Extracellular Secretion of Suppressor of Cytokine Signaling (SOCS) Proteins by Alveolar Macrophages (AMs)

Many proteins once thought to be exclusively intracellular have been shown to be secreted into the extracellular space via unconventional pathways. SOCS proteins serve as critical brakes on immune activation by targeting STAT proteins, and have never been identified in the extracellular space. Here we investigated i) if SOCS proteins are secreted by AMs in vitro and in vivo; ii) if secreted SOCS proteins are biologically active; and iii) if their secretion proceeds by conventional or unconventional pathways.
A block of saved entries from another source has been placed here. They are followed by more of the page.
//! Feature requests to the tutor API
//!
//! Each function builds the payload for one action, sends it through the
//! gateway and reads the reply into its schema. Unreadable replies come back
//! as [`Structured::Degraded`]; only transport failures are errors.

use serde::de::DeserializeOwned;
use serde_json::{Value, json};

use crate::conversation::ApiTurn;
use crate::gateway::{Action, ApiGateway, response_text};
use crate::patterns::Pattern;
use crate::schema::{
    CharacterInfo, PracticeProblem, PronunciationFeedback, ReplySuggestions, Script, Structured,
    Translation, Validate, WritingCorrection, WritingTopic, parse_structured,
};
use crate::Result;

/// Reply used when a chat answer has no readable text
pub const CHAT_FALLBACK: &str = "抱歉，我没听清楚。Sorry, I didn't catch that. Could you say it again?";

async fn ask<T>(gateway: &ApiGateway, action: Action, payload: Value) -> Result<Structured<T>>
where
    T: DeserializeOwned + Validate,
{
    let response = gateway.call(action, payload).await?;
    Ok(match response_text(&response) {
        Some(text) => parse_structured(&text),
        None => {
            tracing::warn!(%action, "reply carried no text");
            Structured::Degraded {
                reason: "reply has no text".to_string(),
                raw: response.to_string(),
            }
        }
    })
}

async fn ask_text(gateway: &ApiGateway, action: Action, payload: Value) -> Result<String> {
    let response = gateway.call(action, payload).await?;
    Ok(response_text(&response)
        .map(|t| t.trim().to_string())
        .filter(|t| !t.is_empty())
        .unwrap_or_else(|| {
            tracing::warn!(%action, "reply carried no text, using fallback");
            CHAT_FALLBACK.to_string()
        }))
}

/// Translate between Chinese and English
///
/// # Errors
///
/// Returns the gateway error when the request fails
pub async fn translate(gateway: &ApiGateway, text: &str) -> Result<Structured<Translation>> {
    ask(gateway, Action::Translate, json!({ "text": text })).await
}

/// Send one chat turn and return the tutor's reply
///
/// # Errors
///
/// Returns the gateway error when the request fails
pub async fn chat(
    gateway: &ApiGateway,
    history: &[ApiTurn],
    message: &str,
    context: Option<&str>,
) -> Result<String> {
    let payload = json!({ "history": history, "message": message, "context": context });
    ask_text(gateway, Action::Chat, payload).await
}

/// Open a chat focused on a pattern
///
/// # Errors
///
/// Returns the gateway error when the request fails
pub async fn start_chat_with_pattern(gateway: &ApiGateway, pattern: &Pattern) -> Result<String> {
    let payload = json!({
        "pattern": pattern.pattern,
        "meaning": pattern.meaning,
        "structure": pattern.structure,
    });
    ask_text(gateway, Action::StartChatWithPattern, payload).await
}

/// Open a roleplay for a scenario
///
/// # Errors
///
/// Returns the gateway error when the request fails
pub async fn start_roleplay(gateway: &ApiGateway, scenario: &str) -> Result<String> {
    ask_text(gateway, Action::StartRoleplay, json!({ "scenario": scenario })).await
}

/// Suggest what the learner could say next
///
/// # Errors
///
/// Returns the gateway error when the request fails
pub async fn suggest_reply(
    gateway: &ApiGateway,
    history: &[ApiTurn],
    context: Option<&str>,
) -> Result<Structured<ReplySuggestions>> {
    let payload = json!({ "history": history, "context": context });
    ask(gateway, Action::SuggestReply, payload).await
}

/// Generate a practice problem, avoiding questions already asked
///
/// # Errors
///
/// Returns the gateway error when the request fails
pub async fn generate_practice(
    gateway: &ApiGateway,
    pattern: &Pattern,
    asked: &[String],
) -> Result<Structured<PracticeProblem>> {
    let payload = json!({
        "pattern": pattern.pattern,
        "meaning": pattern.meaning,
        "structure": pattern.structure,
        "previous": asked,
    });
    ask(gateway, Action::GeneratePractice, payload).await
}

/// Correct a piece of learner writing
///
/// # Errors
///
/// Returns the gateway error when the request fails
pub async fn correct_writing(
    gateway: &ApiGateway,
    text: &str,
) -> Result<Structured<WritingCorrection>> {
    ask(gateway, Action::CorrectWriting, json!({ "text": text })).await
}

/// Suggest a writing topic, optionally built around a pattern
///
/// # Errors
///
/// Returns the gateway error when the request fails
pub async fn get_writing_topic(
    gateway: &ApiGateway,
    pattern: Option<&str>,
) -> Result<Structured<WritingTopic>> {
    ask(gateway, Action::GetWritingTopic, json!({ "pattern": pattern })).await
}

/// Explain a single character
///
/// # Errors
///
/// Returns the gateway error when the request fails
pub async fn get_character_info(
    gateway: &ApiGateway,
    character: &str,
) -> Result<Structured<CharacterInfo>> {
    ask(gateway, Action::GetCharacterInfo, json!({ "character": character })).await
}

/// Grade a spoken attempt against the reference sentence
///
/// # Errors
///
/// Returns the gateway error when the request fails
pub async fn evaluate_pronunciation(
    gateway: &ApiGateway,
    reference: &str,
    spoken: &str,
) -> Result<Structured<PronunciationFeedback>> {
    let payload = json!({ "original": reference, "spoken": spoken });
    ask(gateway, Action::EvaluatePronunciation, payload).await
}

/// Listening dialogue built around a pattern
///
/// # Errors
///
/// Returns the gateway error when the request fails
pub async fn generate_conversation_script(
    gateway: &ApiGateway,
    pattern: &Pattern,
) -> Result<Structured<Script>> {
    let payload = json!({ "pattern": pattern.pattern, "meaning": pattern.meaning });
    ask(gateway, Action::GenerateConversationScript, payload).await
}

/// Listening dialogue for an everyday situation
///
/// # Errors
///
/// Returns the gateway error when the request fails
pub async fn generate_situational_script(
    gateway: &ApiGateway,
    scenario: &str,
) -> Result<Structured<Script>> {
    ask(gateway, Action::GenerateSituationalScript, json!({ "scenario": scenario })).await
}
SOCS1 and 3 proteins were secreted constitutively by primary rat AMs and this was not explained by toxicity. In vivo, SOCS3 could be identified in BAL fluid of naïve mice. SOCS‐enriched conditioned medium from AMs inhibited IL‐6‐induced STAT3 and IFNγ‐induced STAT1 protein phosphorylation/activation in rat lung epithelial cells. Monensin, an inhibitor of conventional secretion, decreased secretion of TNF‐α but not that of SOCS proteins, suggesting unconventional secretion mechanisms are involved. Differential centrifugation revealed that SOCS3 protein was found in microparticles rather than exosomes. These studies show that SOCS 1 and 3 are secreted from AMs in vitro and in vivo, via the release of microparticles. We speculate that this represents a novel means of intercellular communication by which AMs can modulate lung immunity, for example by inhibiting JAK/STAT pathway in epithelial cells. This work was supported by U.S. National Institutes of Health grant HL058897 (M.P.‐G.) and an American Lung Association Senior Research Training Fellowship (E.B.).